As we step into our 15th year we feel the need to continue to engage deeper within the cities we inhabit and its public spaces. To begin with, in our Bombay gallery we open Sohrab Hura’s much-awaited solo, ‘Ghosts In My Sleep’, which brings to Mumbai for the first time the brilliant and sensitive mind of the artist through a new series of gouache and pastels on paper alongside video and sound. Also, we open an immersive video installation environment ‘Bombay Tilts Down’ by CAMP at a very public and large, cavernous old warehouse near Sassoon Docks in collaboration with St+art India and supported by Mumbai Port Authority, which brings to the city an incredible environment of music, images and 10 days of public programming, walkthroughs, concerts performances and talks.

In Calcutta we open the two solo exhibitions — Afrah Shafiq’s ‘I Fell Asleep a Believer and Woke up An Atheist’ at Experimenter Hindustan Road. It revolves around the findings encountered by her in the phenomenon of illustrated children’s books from the former Soviet Union that were widely popular in India during the Cold War years and shaped our understanding of geopolitics at the time, culminating in a narrative video game. At our Ballygunge Place gallery, Alexandra Bachzetsis’s ‘Notes on Becoming’ will unfold at the intersection of dance, performance, the visual arts and theatre, generating a conflation of the spaces in which the body as an artistic and critical apparatus, can manifest.

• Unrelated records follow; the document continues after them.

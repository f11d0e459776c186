use exif::{In, Tag, Value};
use std::io::Cursor;
use tracing::debug;

/// Metadata pulled out of a photo's EXIF block. Every field is optional;
/// photos without EXIF (downloads, screenshots, strips) yield an empty meta
/// and the caller falls back to defaults.
#[derive(Debug, Clone, Default, PartialEq)]
pub struct PhotoMeta {
    /// Capture timestamp in EXIF format, "YYYY:MM:DD HH:MM:SS".
    pub date_taken: Option<String>,
    pub camera_model: Option<String>,
    pub latitude: Option<f64>,
    pub longitude: Option<f64>,
}

/// Extract EXIF metadata from raw image bytes. Never fails: a missing or
/// unreadable EXIF block degrades to an empty [`PhotoMeta`].
#[must_use]
pub fn read_exif(bytes: &[u8]) -> PhotoMeta {
    let reader = exif::Reader::new();
    let exif = match reader.read_from_container(&mut Cursor::new(bytes)) {
        Ok(exif) => exif,
        Err(e) => {
            debug!("Could not extract EXIF data: {e}");
            return PhotoMeta::default();
        }
    };

    PhotoMeta {
        date_taken: ascii_value(&exif, Tag::DateTimeOriginal)
            .or_else(|| ascii_value(&exif, Tag::DateTime)),
        camera_model: ascii_value(&exif, Tag::Model),
        latitude: gps_coordinate(&exif, Tag::GPSLatitude, Tag::GPSLatitudeRef, "S"),
        longitude: gps_coordinate(&exif, Tag::GPSLongitude, Tag::GPSLongitudeRef, "W"),
    }
}

/// Pixel dimensions as a "width x height" display string, read from the
/// image header without decoding the full image.
#[must_use]
pub fn image_resolution(bytes: &[u8]) -> Option<String> {
    let size = imagesize::blob_size(bytes).ok()?;
    Some(format!("{} x {}", size.width, size.height))
}

fn ascii_value(exif: &exif::Exif, tag: Tag) -> Option<String> {
    let field = exif.get_field(tag, In::PRIMARY)?;
    match &field.value {
        Value::Ascii(values) => values
            .first()
            .map(|raw| String::from_utf8_lossy(raw).trim().to_string())
            .filter(|s| !s.is_empty()),
        _ => None,
    }
}

fn gps_coordinate(
    exif: &exif::Exif,
    value_tag: Tag,
    ref_tag: Tag,
    negative_hemisphere: &str,
) -> Option<f64> {
    let field = exif.get_field(value_tag, In::PRIMARY)?;
    let Value::Rational(parts) = &field.value else {
        return None;
    };
    if parts.len() < 3 {
        return None;
    }
    let decimal = dms_to_decimal(parts[0].to_f64(), parts[1].to_f64(), parts[2].to_f64());
    let hemisphere = ascii_value(exif, ref_tag).unwrap_or_default();
    if hemisphere.eq_ignore_ascii_case(negative_hemisphere) {
        Some(-decimal)
    } else {
        Some(decimal)
    }
}

/// Convert a degrees/minutes/seconds triple to decimal degrees.
#[must_use]
pub fn dms_to_decimal(degrees: f64, minutes: f64, seconds: f64) -> f64 {
    degrees + minutes / 60.0 + seconds / 3600.0
}

#[cfg(test)]
mod tests {
    use super::*;

    #[test]
    fn garbage_bytes_degrade_to_empty_meta() {
        let meta = read_exif(b"definitely not an image");
        assert_eq!(meta, PhotoMeta::default());
        assert_eq!(image_resolution(b"definitely not an image"), None);
    }

    #[test]
    fn dms_conversion() {
        let decimal = dms_to_decimal(52.0, 5.0, 26.4);
        assert!((decimal - 52.0907).abs() < 1e-4);
    }

    #[test]
    fn resolution_reads_from_png_header() {
        let image = image::RgbImage::from_pixel(12, 8, image::Rgb([10, 20, 30]));
        let mut bytes = Vec::new();
        image
            .write_to(
                &mut Cursor::new(&mut bytes),
                image::ImageFormat::Png,
            )
            .unwrap();
        assert_eq!(image_resolution(&bytes), Some("12 x 8".to_string()));
    }
}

The exhibition is supported by Swiss Arts Council Pro Helvetia.

Opening on the same weekend, we curate two solos by Prabhakar Pachpute and Kallol Datta that mark the inaugural exhibitions of TRI — a not-for-profit centre for art and culture, spearheaded by Varun and Nitasha Thapar who are launching this new arts infrastructure in our city. Prabhakar’s solo ‘Sea of Fists’ is a massive installation with wall drawings, paintings and sculpture that is showing for the first time in India after having shown in significant institutions all over the world. Kallol’s ‘Volume 3 Issue 2’ is a continuation of his avant-garde experimentation with form and material through textile and will create an entire environment with organic forms inhabiting the first floor of the space.

There are also planned city walks, community learning possibilities and other collateral programs that are of interest to the large number of visitors that are coming from outside the city to partake in the celebrations.

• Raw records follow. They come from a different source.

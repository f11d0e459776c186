use base64::Engine;
use reqwest::Client;
use serde::{Deserialize, Serialize};
use std::time::Duration;
use tracing::debug;

use crate::api::vision_structs::{
    AnnotateImageRequest, AnnotateRequest, AnnotateResult, AnnotateResponse, ColorInfo, Feature,
    ImageContent, NormalizedVertex, IMAGE_PROPERTIES, LABEL_DETECTION, OBJECT_LOCALIZATION,
};
use crate::common::image_utils::hex_to_rgb;

/// Terms that mark a label or object as relevant to bees or beekeeping.
/// Matching is case-insensitive substring.
const BEE_TERMS: [&str; 24] = [
    "bee",
    "honeybee",
    "honey bee",
    "beehive",
    "apiary",
    "honeycomb",
    "queen",
    "drone",
    "worker bee",
    "pollen",
    "nectar",
    "propolis",
    "wax",
    "brood",
    "larva",
    "colony",
    "swarm",
    "frame",
    "comb",
    "varroa",
    "mite",
    "royal jelly",
    "apiculture",
    "beekeeper",
];

/// Check if a term is related to bees or beekeeping.
#[must_use]
pub fn is_bee_related(term: &str) -> bool {
    let term_lower = term.to_lowercase();
    BEE_TERMS.iter().any(|bee_term| term_lower.contains(bee_term))
}

#[derive(Debug, Clone, PartialEq, Serialize, Deserialize)]
pub struct VisionLabel {
    pub description: String,
    pub score: f64,
    pub bee_related: bool,
}

#[derive(Debug, Clone, PartialEq, Serialize, Deserialize)]
pub struct VisionColor {
    /// `rgb(r,g,b)` display form.
    pub color: String,
    pub hex: String,
    pub score: f64,
    pub pixel_fraction: f64,
}

#[derive(Debug, Clone, PartialEq, Serialize, Deserialize)]
pub struct VisionObject {
    pub name: String,
    pub score: f64,
    pub bee_related: bool,
    pub normalized_vertices: Vec<NormalizedVertex>,
}

/// Beekeeping-focused digest derived from the raw annotations.
#[derive(Debug, Clone, PartialEq, Serialize, Deserialize)]
pub struct BeeSummary {
    pub bee_related_terms_count: usize,
    pub bee_objects_detected_count: usize,
    pub honey_colors_detected: bool,
    pub brood_colors_detected: bool,
    pub top_bee_terms: Vec<String>,
    pub suggested_hive_state: String,
}

#[derive(Debug, Clone, PartialEq, Serialize, Deserialize)]
pub struct VisionReport {
    pub timestamp: String,
    pub labels: Vec<VisionLabel>,
    pub colors: Vec<VisionColor>,
    pub objects: Vec<VisionObject>,
    pub bee_summary: BeeSummary,
}

/// A failed analysis, persisted as a record carrying only the error.
#[derive(Debug, Clone, PartialEq, Serialize, Deserialize)]
pub struct VisionFailure {
    pub error: String,
    pub timestamp: String,
}

/// Result of a vision analysis as it appears in stored records: either the
/// full report or the error sentinel. Never an exception past this boundary.
#[derive(Debug, Clone, PartialEq, Serialize, Deserialize)]
#[serde(untagged)]
pub enum VisionOutcome {
    Report(VisionReport),
    Failed(VisionFailure),
}

impl VisionOutcome {
    #[must_use]
    pub fn report(&self) -> Option<&VisionReport> {
        match self {
            Self::Report(report) => Some(report),
            Self::Failed(_) => None,
        }
    }
}

#[derive(Debug, thiserror::Error)]
pub enum VisionError {
    #[error("HTTP request failed: {0}")]
    Request(#[from] reqwest::Error),
    #[error("Vision API error: {0}")]
    Api(String),
    #[error("Vision API returned no result")]
    EmptyResponse,
}

pub struct VisionClient {
    http_client: Client,
    endpoint: String,
    api_key: String,
}

impl VisionClient {
    /// Create vision client.
    ///
    /// # Panics
    /// if it can't create the underlying HTTP client.
    #[must_use]
    pub fn new(endpoint: &str, api_key: &str) -> Self {
        Self {
            http_client: Client::builder()
                .connect_timeout(Duration::from_secs(5))
                .timeout(Duration::from_secs(30))
                .build()
                .expect("Failed to create HTTP client"),
            endpoint: endpoint.to_string(),
            api_key: api_key.to_string(),
        }
    }

    /// Annotate an image (labels, dominant colors, localized objects) and
    /// derive the bee summary. Failures are folded into
    /// [`VisionOutcome::Failed`] rather than surfaced as errors.
    pub async fn analyze(&self, image_bytes: &[u8]) -> VisionOutcome {
        match self.annotate(image_bytes).await {
            Ok(result) => VisionOutcome::Report(process_annotations(&result)),
            Err(e) => {
                debug!("Vision analysis failed: {e}");
                VisionOutcome::Failed(VisionFailure {
                    error: e.to_string(),
                    timestamp: now_iso(),
                })
            }
        }
    }

    async fn annotate(&self, image_bytes: &[u8]) -> Result<AnnotateResult, VisionError> {
        let content = base64::engine::general_purpose::STANDARD.encode(image_bytes);
        let request = AnnotateRequest {
            requests: vec![AnnotateImageRequest {
                image: ImageContent { content },
                features: vec![
                    Feature {
                        feature_type: LABEL_DETECTION,
                    },
                    Feature {
                        feature_type: IMAGE_PROPERTIES,
                    },
                    Feature {
                        feature_type: OBJECT_LOCALIZATION,
                    },
                ],
            }],
        };

        let response: AnnotateResponse = self
            .http_client
            .post(&self.endpoint)
            .query(&[("key", self.api_key.as_str())])
            .json(&request)
            .send()
            .await?
            .error_for_status()?
            .json()
            .await?;

        let result = response
            .responses
            .into_iter()
            .next()
            .ok_or(VisionError::EmptyResponse)?;
        if let Some(status) = result.error {
            return Err(VisionError::Api(status.message));
        }
        Ok(result)
    }
}

/// Structure the raw annotations into the stored report shape.
fn process_annotations(result: &AnnotateResult) -> VisionReport {
    let labels: Vec<VisionLabel> = result
        .label_annotations
        .iter()
        .map(|label| VisionLabel {
            description: label.description.clone(),
            score: label.score,
            bee_related: is_bee_related(&label.description),
        })
        .collect();

    let colors: Vec<VisionColor> = result
        .image_properties_annotation
        .iter()
        .flat_map(|props| props.dominant_colors.colors.iter())
        .take(5)
        .map(convert_color)
        .collect();

    let objects: Vec<VisionObject> = result
        .localized_object_annotations
        .iter()
        .map(|object| VisionObject {
            name: object.name.clone(),
            score: object.score,
            bee_related: is_bee_related(&object.name),
            normalized_vertices: object.bounding_poly.normalized_vertices.clone(),
        })
        .collect();

    let bee_summary = generate_bee_summary(&labels, &objects, &colors);
    VisionReport {
        timestamp: now_iso(),
        labels,
        colors,
        objects,
        bee_summary,
    }
}

fn convert_color(info: &ColorInfo) -> VisionColor {
    // Channel floats are truncated, matching the API's integer color space.
    let red = info.color.red as u8;
    let green = info.color.green as u8;
    let blue = info.color.blue as u8;
    VisionColor {
        color: format!("rgb({red},{green},{blue})"),
        hex: crate::common::image_utils::rgb_to_hex((red, green, blue)),
        score: info.score,
        pixel_fraction: info.pixel_fraction,
    }
}

fn generate_bee_summary(
    labels: &[VisionLabel],
    objects: &[VisionObject],
    colors: &[VisionColor],
) -> BeeSummary {
    let bee_labels: Vec<&VisionLabel> = labels.iter().filter(|l| l.bee_related).collect();
    let bee_objects_count = objects.iter().filter(|o| o.bee_related).count();

    // Honey reads as saturated yellow/amber, brood comb as brown.
    let mut honey_colors = 0;
    let mut brood_colors = 0;
    for color in colors {
        let Some((r, g, b)) = hex_to_rgb(&color.hex) else {
            continue;
        };
        if r > 180 && g > 150 && b < 100 {
            honey_colors += 1;
        }
        if r > 100 && g > 50 && g < 150 && b < 80 {
            brood_colors += 1;
        }
    }

    let average_score = if bee_labels.is_empty() {
        0.0
    } else {
        bee_labels.iter().map(|l| l.score).sum::<f64>() / bee_labels.len() as f64
    };

    BeeSummary {
        bee_related_terms_count: bee_labels.len(),
        bee_objects_detected_count: bee_objects_count,
        honey_colors_detected: honey_colors > 0,
        brood_colors_detected: brood_colors > 0,
        top_bee_terms: bee_labels
            .iter()
            .take(3)
            .map(|l| l.description.clone())
            .collect(),
        suggested_hive_state: suggest_hive_state(average_score, bee_objects_count).to_string(),
    }
}

/// Bucket the average bee-label confidence into a suggested hive state.
#[must_use]
pub fn suggest_hive_state(average_bee_score: f64, bee_objects_count: usize) -> &'static str {
    if average_bee_score > 0.9 && bee_objects_count > 2 {
        "Active"
    } else if average_bee_score > 0.7 {
        "Moderate Activity"
    } else if average_bee_score > 0.5 {
        "Low Activity"
    } else {
        "Unknown"
    }
}

fn now_iso() -> String {
    chrono::Local::now().naive_local().to_string()
}

#[cfg(test)]
mod tests {
    use super::*;
    use crate::api::vision_structs::{
        BoundingPoly, ImagePropertiesAnnotation, LabelAnnotation, LocalizedObjectAnnotation,
        RgbColor,
    };
    use rstest::rstest;

    #[rstest]
    #[case("Honeybee", true)]
    #[case("HONEYCOMB", true)]
    #[case("Queen bee on frame", true)]
    #[case("Insect", false)]
    #[case("Flower", false)]
    fn bee_term_matching(#[case] term: &str, #[case] expected: bool) {
        assert_eq!(is_bee_related(term), expected);
    }

    #[rstest]
    #[case(0.95, 3, "Active")]
    #[case(0.95, 2, "Moderate Activity")] // high confidence but too few objects
    #[case(0.75, 0, "Moderate Activity")]
    #[case(0.6, 0, "Low Activity")]
    #[case(0.3, 5, "Unknown")]
    #[case(0.0, 0, "Unknown")]
    fn hive_state_bucketing(#[case] score: f64, #[case] objects: usize, #[case] expected: &str) {
        assert_eq!(suggest_hive_state(score, objects), expected);
    }

    fn label(description: &str, score: f64) -> LabelAnnotation {
        LabelAnnotation {
            description: description.to_string(),
            score,
        }
    }

    #[test]
    fn report_from_annotations() {
        let result = AnnotateResult {
            label_annotations: vec![label("Honeybee", 0.94), label("Pattern", 0.45)],
            image_properties_annotation: Some(ImagePropertiesAnnotation {
                dominant_colors: crate::api::vision_structs::DominantColors {
                    colors: vec![ColorInfo {
                        color: RgbColor {
                            red: 240.0,
                            green: 200.0,
                            blue: 80.0,
                        },
                        score: 0.35,
                        pixel_fraction: 0.25,
                    }],
                },
            }),
            localized_object_annotations: vec![LocalizedObjectAnnotation {
                name: "Insect".to_string(),
                score: 0.87,
                bounding_poly: BoundingPoly {
                    normalized_vertices: vec![NormalizedVertex { x: 0.2, y: 0.3 }],
                },
            }],
            error: None,
        };

        let report = process_annotations(&result);
        assert_eq!(report.labels.len(), 2);
        assert!(report.labels[0].bee_related);
        assert_eq!(report.colors[0].hex, "#f0c850");
        assert!(report.bee_summary.honey_colors_detected);
        assert!(!report.bee_summary.brood_colors_detected);
        assert_eq!(report.bee_summary.bee_related_terms_count, 1);
        assert_eq!(report.bee_summary.top_bee_terms, vec!["Honeybee"]);
        // One bee label at 0.94 but only one (non-bee) object localized.
        assert_eq!(report.bee_summary.suggested_hive_state, "Moderate Activity");
    }

    #[test]
    fn failure_serializes_with_only_error_fields() {
        let outcome = VisionOutcome::Failed(VisionFailure {
            error: "credentials missing".to_string(),
            timestamp: "2023-06-14T09:30:12".to_string(),
        });
        let value = serde_json::to_value(&outcome).unwrap();
        assert_eq!(
            value.as_object().unwrap().keys().collect::<Vec<_>>(),
            vec!["error", "timestamp"]
        );

        let parsed: VisionOutcome = serde_json::from_value(value).unwrap();
        assert_eq!(parsed, outcome);
    }
}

Experimenter functions in two cities — Mumbai and Calcutta. How do you think the artscape has changed or evolved in these last 15 years? Is there anything that Calcutta needs to learn from Mumbai or vice versa?

We feel both cities have deep and layered histories and are amalgamations of multi-cultural influences over time. As a result, they both have great institutions and communities that have so much to learn from each other. While the audiences in Calcutta are active and are unhesitating to ask difficult questions, the energy and inquisitiveness in the audiences of Mumbai are unmatched. The arts landscape has continued to evolve albeit at different paces in both Calcutta and Mumbai and new spaces and new models of showing work have emerged, collaborative initiatives have evolved and artist-run spaces have also grown tremendously.

Moving ahead, what are your plans?

We will continue to do what we do with a single-minded focus, embedding our programme in our galleries and the public space in the cities we have our galleries in and beyond. We have an ambitious programming calendar across the three galleries and an extensive calendar with seven international fairs this year. We have a very active programme for our Learning Programme Foundation as well as the Curators’ Hub later this year. Many of our artists are going to have major institutional exhibitions this year as well as are part of major international exhibitions. We feel we are on the next phase of our journey with the gallery already based on deeply entrenched programming of the past and current year.